Profile · 8 min
Marc Andreessen
Co-founder & General Partner, Andreessen Horowitz (a16z)
Strategic profile of Marc Andreessen — co-founder of Netscape, Opsware, and Andreessen Horowitz. His arc from product builder to category-defining VC and influence on tech strategy.
Quick Answer
Marc Andreessen (born 1971) is the co-founder of Andreessen Horowitz (a16z), arguably the most influential venture firm of the 2010s-2020s. He previously co-founded Netscape (the original web browser company) and Opsware (sold to HP). a16z's platform-team model has been widely imitated; Marc's public writing on technology and culture has shaped a generation of operator and policy thinking.
Key Takeaways
- ·Marc Andreessen has been central to three different tech eras: original web, enterprise software, and modern VC.
- ·a16z's invention of the platform-team VC model has been widely imitated.
- ·His public writing and political positioning are unusually explicit for a major VC.
- ·The 'Why Software is Eating the World' thesis from 2011 remains structurally durable.
- ·Operating across multiple eras builds network and credibility that single-era operators cannot match.
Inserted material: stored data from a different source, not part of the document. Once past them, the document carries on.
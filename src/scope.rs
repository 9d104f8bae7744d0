//! Scope selection: exactly one of organization, teams, user, or repository.

use std::fmt;

use crate::config::EffectiveConfig;
use crate::github::error::IntakeError;

/// The single axis choosing which repositories a run covers.
#[derive(Debug, Clone, PartialEq, Eq)]
pub enum ScopeSelection {
    /// Every repository owned by an organization.
    Organization(String),
    /// The union of the repositories of several `org/team` entries.
    Teams(Vec<String>),
    /// Every repository owned by a user.
    User(String),
    /// One `owner/repo` repository.
    Repository(String),
}

impl ScopeSelection {
    /// Short name of the scope kind, as used in the report metadata.
    #[must_use]
    pub const fn kind(&self) -> &'static str {
        match self {
            Self::Organization(_) => "organization",
            Self::Teams(_) => "teams",
            Self::User(_) => "user",
            Self::Repository(_) => "repository",
        }
    }

    /// The scope value; team lists are joined with `, `.
    #[must_use]
    pub fn value(&self) -> String {
        match self {
            Self::Organization(name) | Self::User(name) | Self::Repository(name) => name.clone(),
            Self::Teams(teams) => teams.join(", "),
        }
    }
}

impl fmt::Display for ScopeSelection {
    fn fmt(&self, formatter: &mut fmt::Formatter<'_>) -> fmt::Result {
        write!(formatter, "{} {}", self.kind(), self.value())
    }
}

fn present(value: Option<&str>) -> Option<&str> {
    value.map(str::trim).filter(|trimmed| !trimmed.is_empty())
}

/// Resolves the scope of `config`.
///
/// # Errors
///
/// - [`IntakeError::ConfigurationRequired`] when `config` is `None`.
/// - [`IntakeError::NoScopeSpecified`] when no selector is set.
/// - [`IntakeError::MultipleScopesSpecified`] naming every selector that is
///   set when there is more than one.
///
/// # Example
///
/// ```
/// use prtool::config::EffectiveConfig;
/// use prtool::scope::{ScopeSelection, validate};
///
/// let config = EffectiveConfig {
///     org: Some("acme".to_owned()),
///     ..EffectiveConfig::default()
/// };
/// assert_eq!(
///     validate(Some(&config)),
///     Ok(ScopeSelection::Organization("acme".to_owned()))
/// );
/// ```
pub fn validate(config: Option<&EffectiveConfig>) -> Result<ScopeSelection, IntakeError> {
    let config = config.ok_or(IntakeError::ConfigurationRequired)?;

    let teams: Vec<String> = config
        .teams
        .iter()
        .map(String::as_str)
        .map(str::trim)
        .filter(|team| !team.is_empty())
        .map(ToOwned::to_owned)
        .collect();

    let mut selections = Vec::new();
    if let Some(org) = present(config.org.as_deref()) {
        selections.push(("org", ScopeSelection::Organization(org.to_owned())));
    }
    if !teams.is_empty() {
        selections.push(("team", ScopeSelection::Teams(teams)));
    }
    if let Some(user) = present(config.user.as_deref()) {
        selections.push(("user", ScopeSelection::User(user.to_owned())));
    }
    if let Some(repo) = present(config.repo.as_deref()) {
        selections.push(("repo", ScopeSelection::Repository(repo.to_owned())));
    }

    if selections.len() > 1 {
        return Err(IntakeError::MultipleScopesSpecified {
            scopes: selections
                .iter()
                .map(|(name, _)| (*name).to_owned())
                .collect(),
        });
    }

    selections
        .pop()
        .map(|(_, selection)| selection)
        .ok_or(IntakeError::NoScopeSpecified)
}

#[cfg(test)]
mod tests {
    use rstest::rstest;

    use super::{ScopeSelection, validate};
    use crate::config::EffectiveConfig;
    use crate::github::error::IntakeError;

    fn config(org: Option<&str>, teams: &[&str], user: Option<&str>, repo: Option<&str>) -> EffectiveConfig {
        EffectiveConfig {
            org: org.map(ToOwned::to_owned),
            teams: teams.iter().map(|team| (*team).to_owned()).collect(),
            user: user.map(ToOwned::to_owned),
            repo: repo.map(ToOwned::to_owned),
            ..EffectiveConfig::default()
        }
    }

    #[rstest]
    fn missing_configuration_is_rejected_first() {
        assert_eq!(validate(None), Err(IntakeError::ConfigurationRequired));
    }

    #[rstest]
    #[case::nothing(config(None, &[], None, None))]
    #[case::blank_values(config(Some("  "), &[" "], Some(""), None))]
    fn no_scope_is_rejected(#[case] input: EffectiveConfig) {
        assert_eq!(validate(Some(&input)), Err(IntakeError::NoScopeSpecified));
    }

    #[rstest]
    #[case::org(config(Some("acme"), &[], None, None), ScopeSelection::Organization("acme".to_owned()))]
    #[case::teams(
        config(None, &["acme/a", "acme/b"], None, None),
        ScopeSelection::Teams(vec!["acme/a".to_owned(), "acme/b".to_owned()])
    )]
    #[case::user(config(None, &[], Some("octocat"), None), ScopeSelection::User("octocat".to_owned()))]
    #[case::repo(
        config(None, &[], None, Some("acme/api")),
        ScopeSelection::Repository("acme/api".to_owned())
    )]
    fn single_scope_is_selected(#[case] input: EffectiveConfig, #[case] expected: ScopeSelection) {
        assert_eq!(validate(Some(&input)), Ok(expected));
    }

    #[rstest]
    #[case::org_and_user(config(Some("acme"), &[], Some("octocat"), None), &["org", "user"])]
    #[case::team_and_repo(config(None, &["acme/a"], None, Some("acme/api")), &["team", "repo"])]
    #[case::all(
        config(Some("acme"), &["acme/a"], Some("octocat"), Some("acme/api")),
        &["org", "team", "user", "repo"]
    )]
    fn multiple_scopes_are_named(#[case] input: EffectiveConfig, #[case] expected: &[&str]) {
        let result = validate(Some(&input));
        assert_eq!(
            result,
            Err(IntakeError::MultipleScopesSpecified {
                scopes: expected.iter().map(|name| (*name).to_owned()).collect(),
            })
        );
        let message = result.err().map(|error| error.to_string()).unwrap_or_default();
        for name in expected {
            assert!(message.contains(name), "message should name {name}: {message}");
        }
    }

    #[rstest]
    fn display_names_kind_and_value() {
        let teams = ScopeSelection::Teams(vec!["acme/a".to_owned(), "acme/b".to_owned()]);
        assert_eq!(teams.to_string(), "teams acme/a, acme/b");
        assert_eq!(
            ScopeSelection::Organization("acme".to_owned()).to_string(),
            "organization acme"
        );
    }
}
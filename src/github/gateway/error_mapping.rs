//! Error mapping helpers for the Octocrab GitHub gateway.

use http::StatusCode;
use octocrab::Octocrab;

use crate::github::error::IntakeError;
use crate::github::rate_limit::RateLimitInfo;

/// Checks if a GitHub error status indicates an authentication failure.
pub(super) const fn is_auth_failure(status: StatusCode) -> bool {
    matches!(status, StatusCode::UNAUTHORIZED | StatusCode::FORBIDDEN)
}

/// Checks if an octocrab error represents a network/transport issue.
pub(super) const fn is_network_error(error: &octocrab::Error) -> bool {
    matches!(
        error,
        octocrab::Error::Http { .. }
            | octocrab::Error::Hyper { .. }
            | octocrab::Error::Service { .. }
    )
}

/// Checks whether the GitHub error represents a rate limit error based on the
/// HTTP status and message / documentation URL content.
pub(super) fn is_rate_limit_error(source: &octocrab::GitHubError) -> bool {
    let is_rate_limit_status = matches!(
        source.status_code,
        StatusCode::FORBIDDEN | StatusCode::TOO_MANY_REQUESTS
    );

    let message_indicates_rate_limit = source.message.to_lowercase().contains("rate limit")
        || source
            .documentation_url
            .as_deref()
            .is_some_and(|url| url.contains("rate-limit"));

    is_rate_limit_status && message_indicates_rate_limit
}

pub(super) fn map_octocrab_error(operation: &str, error: &octocrab::Error) -> IntakeError {
    if let octocrab::Error::GitHub { source, .. } = error {
        return if is_auth_failure(source.status_code) {
            IntakeError::Authentication {
                message: format!(
                    "{operation} failed: GitHub returned {status} {message}",
                    status = source.status_code,
                    message = source.message
                ),
            }
        } else {
            IntakeError::Api {
                message: format!(
                    "{operation} failed with status {status}: {message}",
                    status = source.status_code,
                    message = source.message
                ),
            }
        };
    }

    if is_network_error(error) {
        return IntakeError::Network {
            message: format!("{operation} failed: {error}"),
        };
    }

    IntakeError::Api {
        message: format!("{operation} failed: {error}"),
    }
}

/// Maps an Octocrab error, enriching rate-limit failures with the current
/// window from the `/rate_limit` endpoint.
pub(super) async fn map_octocrab_error_with_rate_limit(
    client: &Octocrab,
    operation: &str,
    error: &octocrab::Error,
) -> IntakeError {
    match error {
        octocrab::Error::GitHub { source, .. } if is_rate_limit_error(source) => {
            let rate_limit = fetch_rate_limit_info(client).await;
            let base_message = format!("{operation} failed: {message}", message = source.message);
            let message = match rate_limit.as_ref().and_then(RateLimitInfo::reset_time) {
                Some(reset) => format!("{base_message} (resets at {reset})", reset = reset.to_rfc3339()),
                None => base_message,
            };

            IntakeError::RateLimitExceeded {
                rate_limit,
                message,
            }
        }
        _ => map_octocrab_error(operation, error),
    }
}

async fn fetch_rate_limit_info(client: &Octocrab) -> Option<RateLimitInfo> {
    let rate = client.ratelimit().get().await.ok()?.rate;
    let Ok(limit) = u32::try_from(rate.limit) else {
        return None;
    };
    let Ok(remaining) = u32::try_from(rate.remaining) else {
        return None;
    };
    Some(RateLimitInfo::new(limit, remaining, rate.reset))
}
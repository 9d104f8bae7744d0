//! Pagination state for GitHub list endpoints.
//!
//! Listing calls take a [`PageRequest`] and return a [`Paginated`] page whose
//! [`PageInfo`] reports whether another page follows. Callers keep requesting
//! the next page until `has_next` is false.

use super::error::IntakeError;

/// Largest page size accepted by the GitHub REST API.
pub const MAX_PER_PAGE: u8 = 100;

/// Page position requested from a list endpoint.
///
/// # Example
///
/// ```
/// use prtool::github::pagination::PageRequest;
///
/// let first = PageRequest::first(50);
/// let second = first.next();
/// assert_eq!(second.page(), 2);
/// assert_eq!(second.per_page(), 50);
/// ```
#[derive(Debug, Clone, Copy, PartialEq, Eq)]
pub struct PageRequest {
    page: u32,
    per_page: u8,
}

impl PageRequest {
    /// Creates a request for an explicit page.
    #[must_use]
    pub const fn new(page: u32, per_page: u8) -> Self {
        Self { page, per_page }
    }

    /// Creates a request for the first page.
    #[must_use]
    pub const fn first(per_page: u8) -> Self {
        Self::new(1, per_page)
    }

    /// Returns the request for the following page.
    #[must_use]
    pub const fn next(self) -> Self {
        Self::new(self.page.saturating_add(1), self.per_page)
    }

    /// Requested page number (1-based).
    #[must_use]
    pub const fn page(&self) -> u32 {
        self.page
    }

    /// Requested page size.
    #[must_use]
    pub const fn per_page(&self) -> u8 {
        self.per_page
    }

    /// Checks the request against the GitHub API limits.
    ///
    /// # Errors
    ///
    /// Returns [`IntakeError::InvalidPagination`] when the page is zero or the
    /// page size falls outside `1..=100`.
    pub fn validate(&self) -> Result<(), IntakeError> {
        if self.page == 0 {
            return Err(IntakeError::InvalidPagination {
                message: "page must be at least 1".to_owned(),
            });
        }

        if self.per_page == 0 {
            return Err(IntakeError::InvalidPagination {
                message: "per_page must be at least 1".to_owned(),
            });
        }

        if self.per_page > MAX_PER_PAGE {
            return Err(IntakeError::InvalidPagination {
                message: format!("per_page must not exceed {MAX_PER_PAGE}"),
            });
        }

        Ok(())
    }
}

impl Default for PageRequest {
    fn default() -> Self {
        Self::first(MAX_PER_PAGE)
    }
}

/// Current page state for paginated results.
#[derive(Debug, Clone, Copy, PartialEq, Eq)]
pub struct PageInfo {
    /// Current page number (1-based).
    current_page: u32,
    /// Items per page.
    per_page: u8,
    /// Total number of pages if known.
    total_pages: Option<u32>,
    /// Whether more pages exist after the current one.
    has_next: bool,
}

impl PageInfo {
    /// Creates a new page info instance.
    ///
    /// The `total_pages` and navigation flag default to unknown / false.
    #[must_use]
    pub const fn new(current_page: u32, per_page: u8) -> Self {
        Self {
            current_page,
            per_page,
            total_pages: None,
            has_next: false,
        }
    }

    /// Creates page info describing the given request.
    #[must_use]
    pub const fn for_request(request: PageRequest) -> Self {
        Self::new(request.page, request.per_page)
    }

    /// Sets the total number of pages.
    #[must_use]
    pub const fn with_total_pages(mut self, total_pages: Option<u32>) -> Self {
        self.total_pages = total_pages;
        self
    }

    /// Sets whether there is a next page.
    #[must_use]
    pub const fn with_has_next(mut self, has_next: bool) -> Self {
        self.has_next = has_next;
        self
    }

    /// Returns the current page number (1-based).
    #[must_use]
    pub const fn current_page(&self) -> u32 {
        self.current_page
    }

    /// Returns the number of items per page.
    #[must_use]
    pub const fn per_page(&self) -> u8 {
        self.per_page
    }

    /// Returns the total number of pages if known.
    #[must_use]
    pub const fn total_pages(&self) -> Option<u32> {
        self.total_pages
    }

    /// Returns true if more pages exist after the current one.
    #[must_use]
    pub const fn has_next(&self) -> bool {
        self.has_next
    }

    /// Returns true if this is the last page.
    #[must_use]
    pub const fn is_last_page(&self) -> bool {
        !self.has_next
    }
}

impl Default for PageInfo {
    fn default() -> Self {
        Self::for_request(PageRequest::default())
    }
}

/// One page of items returned by a list endpoint.
#[derive(Debug, Clone, PartialEq, Eq)]
pub struct Paginated<T> {
    /// Items on this page, in upstream order.
    pub items: Vec<T>,
    /// Pagination state.
    pub page_info: PageInfo,
}

impl<T> Paginated<T> {
    /// Wraps the items of a page that has no successor.
    #[must_use]
    pub fn last(items: Vec<T>, request: PageRequest) -> Self {
        Self {
            items,
            page_info: PageInfo::for_request(request),
        }
    }

    /// Wraps the items of a page that is followed by another page.
    #[must_use]
    pub fn with_next(items: Vec<T>, request: PageRequest) -> Self {
        Self {
            items,
            page_info: PageInfo::for_request(request).with_has_next(true),
        }
    }
}
//! Unit tests for GitHub identifiers, tokens, and pagination state.

mod locator;
mod page_info;
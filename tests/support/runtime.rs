//! Shared Tokio runtime helper for behavioural tests.

use std::cell::RefCell;
use std::rc::Rc;

use prtool::IntakeError;
use rstest_bdd::Slot;
use tokio::runtime::Runtime;
use wiremock::MockServer;

/// Shared runtime wrapper that can be stored in an `rstest-bdd` Slot.
#[derive(Clone)]
pub struct SharedRuntime(Rc<RefCell<Runtime>>);

impl SharedRuntime {
    pub fn new(runtime: Runtime) -> Self {
        Self(Rc::new(RefCell::new(runtime)))
    }

    pub fn block_on<F: std::future::Future>(&self, future: F) -> F::Output {
        self.0.borrow().block_on(future)
    }
}

/// Ensures a Tokio runtime and Wiremock server are initialised.
///
/// # Errors
///
/// Returns [`IntakeError::Io`] if the Tokio runtime cannot be created.
pub fn ensure_runtime_and_server(
    runtime: &Slot<SharedRuntime>,
    server: &Slot<MockServer>,
) -> Result<SharedRuntime, IntakeError> {
    if runtime.with_ref(|_| ()).is_none() {
        let created = Runtime::new().map_err(|error| IntakeError::Io {
            message: format!("failed to create Tokio runtime: {error}"),
        })?;
        runtime.set(SharedRuntime::new(created));
    }

    let shared_runtime = runtime.get().ok_or_else(|| IntakeError::Io {
        message: "runtime not initialised after set".to_owned(),
    })?;

    if server.with_ref(|_| ()).is_none() {
        server.set(shared_runtime.block_on(MockServer::start()));
    }

    Ok(shared_runtime)
}
//! `tracing` subscriber installation for the binary.
//!
//! Logs go to stderr at `warn` by default, or to a log file when one is
//! configured. `--verbose` raises this crate to `info`; `RUST_LOG` replaces
//! the filter entirely. CI mode drops timestamps and colour.

use std::io;
use std::sync::Mutex;

use camino::{Utf8Path, Utf8PathBuf};
use tracing_subscriber::fmt::writer::BoxMakeWriter;
use tracing_subscriber::layer::SubscriberExt;
use tracing_subscriber::util::SubscriberInitExt;
use tracing_subscriber::{EnvFilter, Layer, fmt};

use crate::config::EffectiveConfig;
use crate::files;
use crate::github::error::IntakeError;

const QUIET_DIRECTIVE: &str = "warn";
const VERBOSE_DIRECTIVE: &str = "warn,prtool=info";

/// Output options for the subscriber.
#[derive(Debug, Clone, Default, PartialEq, Eq)]
pub struct LogOptions {
    /// Raise this crate's level to `info`.
    pub verbose: bool,
    /// Plain output for CI logs.
    pub ci: bool,
    /// Append to this file instead of writing to stderr.
    pub log_file: Option<Utf8PathBuf>,
}

impl LogOptions {
    /// Options taken from the merged configuration.
    #[must_use]
    pub fn from_config(config: &EffectiveConfig) -> Self {
        Self {
            verbose: config.verbose,
            ci: config.ci,
            log_file: config.log_file.clone(),
        }
    }

    /// Whether ANSI colour codes should be emitted.
    #[must_use]
    pub const fn ansi(&self) -> bool {
        !self.ci && self.log_file.is_none()
    }
}

/// Filter directive used when `RUST_LOG` is unset or blank.
#[must_use]
pub fn filter_directive(verbose: bool, rust_log: Option<&str>) -> String {
    rust_log
        .map(str::trim)
        .filter(|directive| !directive.is_empty())
        .map_or_else(
            || {
                if verbose {
                    VERBOSE_DIRECTIVE.to_owned()
                } else {
                    QUIET_DIRECTIVE.to_owned()
                }
            },
            ToOwned::to_owned,
        )
}

fn make_writer(log_file: Option<&Utf8Path>) -> Result<BoxMakeWriter, IntakeError> {
    match log_file {
        Some(path) => {
            let file = files::open_append(path, "log file")?;
            Ok(BoxMakeWriter::new(Mutex::new(file)))
        }
        None => Ok(BoxMakeWriter::new(io::stderr)),
    }
}

/// Installs the global subscriber.
///
/// # Errors
///
/// Returns [`IntakeError::Io`] when the log file cannot be opened,
/// [`IntakeError::Configuration`] when the filter directive is invalid or a
/// subscriber is already installed.
pub fn init(options: &LogOptions) -> Result<(), IntakeError> {
    let rust_log = std::env::var(EnvFilter::DEFAULT_ENV).ok();
    let directive = filter_directive(options.verbose, rust_log.as_deref());
    let filter = EnvFilter::try_new(&directive).map_err(|error| IntakeError::Configuration {
        message: format!("invalid log filter '{directive}': {error}"),
    })?;

    let base = fmt::layer()
        .with_writer(make_writer(options.log_file.as_deref())?)
        .with_ansi(options.ansi())
        .with_target(false);
    let output = if options.ci {
        base.without_time().with_filter(filter).boxed()
    } else {
        base.with_filter(filter).boxed()
    };

    tracing_subscriber::registry()
        .with(output)
        .try_init()
        .map_err(|error| IntakeError::Configuration {
            message: format!("failed to install log subscriber: {error}"),
        })
}

#[cfg(test)]
mod tests {
    use camino::{Utf8Path, Utf8PathBuf};
    use rstest::rstest;

    use super::{LogOptions, filter_directive};
    use crate::config::EffectiveConfig;

    #[rstest]
    #[case::quiet(false, None, "warn")]
    #[case::verbose(true, None, "warn,prtool=info")]
    #[case::blank_rust_log(true, Some("  "), "warn,prtool=info")]
    #[case::rust_log_wins(false, Some("debug"), "debug")]
    fn directive_selection(
        #[case] verbose: bool,
        #[case] rust_log: Option<&str>,
        #[case] expected: &str,
    ) {
        assert_eq!(filter_directive(verbose, rust_log), expected);
    }

    #[rstest]
    #[case::terminal(false, None, true)]
    #[case::ci(true, None, false)]
    #[case::file(false, Some("prtool.log"), false)]
    fn ansi_only_on_interactive_stderr(
        #[case] ci: bool,
        #[case] log_file: Option<&str>,
        #[case] expected: bool,
    ) {
        let options = LogOptions {
            verbose: false,
            ci,
            log_file: log_file.map(Utf8PathBuf::from),
        };
        assert_eq!(options.ansi(), expected);
    }

    #[rstest]
    fn options_follow_config() {
        let config = EffectiveConfig {
            verbose: true,
            ci: true,
            log_file: Some(Utf8PathBuf::from("/tmp/prtool.log")),
            ..EffectiveConfig::default()
        };

        let options = LogOptions::from_config(&config);

        assert!(options.verbose && options.ci);
        assert_eq!(
            options.log_file.as_deref().map(Utf8Path::as_str),
            Some("/tmp/prtool.log")
        );
    }
}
- ·Political and intellectual explicitness has tradeoffs but builds focused influence.
Marc Andreessen — At a Glance
- Born / age
- 1971, Cedar Falls, Iowa
- Nationality
- American
- Education
- University of Illinois (BS in Computer Science)
- Current role
- Co-founder, Andreessen Horowitz
- Notable companies
- Andreessen Horowitz (a16z), Netscape, Opsware (sold to HP), Ning
- Known for
- Netscape, a16z platform model, Public writing including 'Techno-Optimist Manifesto', Time on Meta/Facebook board
Why They Matter
Marc Andreessen has been at or near the center of three different tech eras: the original web (Netscape), the enterprise software cycle (Opsware), and modern VC (a16z). a16z's invention of the modern VC platform team — large in-house operating talent, BD, marketing, content — has been imitated across the industry. Marc's public writing and political positioning have made him among the most-discussed tech figures of the 2020s.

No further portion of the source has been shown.